202204291515 Dependency inversion
The dependency inversion principle of the 202204272244 SOLID design principles for software development, which states:
Depend upon abstractions, not concretions.1
In slightly stricter form:
- High-level modules should not import anything from low-level modules. Both should depend on abstractions (e.g., interfaces).
- Abstractions should not depend on details. Details (concrete implementations) should depend on abstractions.
The idea behind this is that interactions between modules should be thought of as abstract concepts. Thinking about the interaction itself as a concept should reduce coupling between the modules, instead preferring the modules to couple themselves to the interaction. This should also allow the interaction to be lighter and simpler since we don't allow for implementation details to creep in on accident.
In practice, this means that functions and objects should use interfaces, traits, or types instead of concrete objects or functions. One simple and obvious example is substituting the implementation of an interface with a test version for testing.

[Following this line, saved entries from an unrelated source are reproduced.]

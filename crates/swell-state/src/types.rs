//! Persisted scaling-event state for a single scalable resource.

use serde::{Deserialize, Serialize};

/// Kind of resource a state record (or a failure notification) refers to.
#[derive(Debug, Clone, Copy, PartialEq, Eq, Serialize, Deserialize, Default)]
#[serde(rename_all = "snake_case")]
pub enum ResourceType {
    /// A job task-group.
    #[default]
    Job,
    /// A worker node in the cluster.
    Node,
}

impl std::fmt::Display for ResourceType {
    fn fmt(&self, f: &mut std::fmt::Formatter<'_>) -> std::fmt::Result {
        match self {
            ResourceType::Job => write!(f, "job"),
            ResourceType::Node => write!(f, "node"),
        }
    }
}

/// Last-scaling-event record for one job task-group.
///
/// Read at the start of each group's evaluation and written back once the
/// group has passed the failsafe and cooldown gates. The failsafe fields
/// track consecutive failed scaling attempts; once `failsafe_mode` is set,
/// further scaling is suppressed until an operator resets it.
#[derive(Debug, Clone, PartialEq, Serialize, Deserialize, Default)]
pub struct ScalingState {
    /// Name of the resource this record tracks (the group name).
    pub resource_name: String,
    pub resource_type: ResourceType,
    /// Storage key, `{root}/state/jobs/{job}/{group}`.
    pub state_path: String,
    /// Unix timestamp (seconds) of the last applied scaling event.
    pub last_scaling_event: u64,
    /// Consecutive failed scaling attempts since the last success.
    pub failure_count: u32,
    /// Unix timestamp (seconds) of the most recent failure.
    pub last_failure: u64,
    /// When set, the failsafe circuit breaker has tripped.
    pub failsafe_mode: bool,
}

impl ScalingState {
    /// Build the state record for a job task-group, with the storage key
    /// rooted at `root`.
    pub fn for_job_group(root: &str, job: &str, group: &str) -> Self {
        Self {
            resource_name: group.to_string(),
            resource_type: ResourceType::Job,
            state_path: Self::job_group_path(root, job, group),
            ..Self::default()
        }
    }

    /// Storage key for a job task-group's state record.
    pub fn job_group_path(root: &str, job: &str, group: &str) -> String {
        format!("{root}/state/jobs/{job}/{group}")
    }

    /// Record a failed scaling attempt.
    pub fn record_failure(&mut self, now: u64) {
        self.failure_count += 1;
        self.last_failure = now;
    }

    /// Clear failsafe mode and the failure counters.
    pub fn reset_failsafe(&mut self) {
        self.failsafe_mode = false;
        self.failure_count = 0;
        self.last_failure = 0;
    }
}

There are times and types of projects where this may not be necessary. For instance, doing one specific concrete implementation is typically better in a game whose design and mechanics are relatively finalized. You can get more performance and the code won't be used over time to do drastically different tasks.
On the other side of the coin is something like a web server for an application. The odds of needing drastically new features and implementations of things over time is much higher, so we choose to accept the complexity of the abstractions in favor of the flexibility it gives us.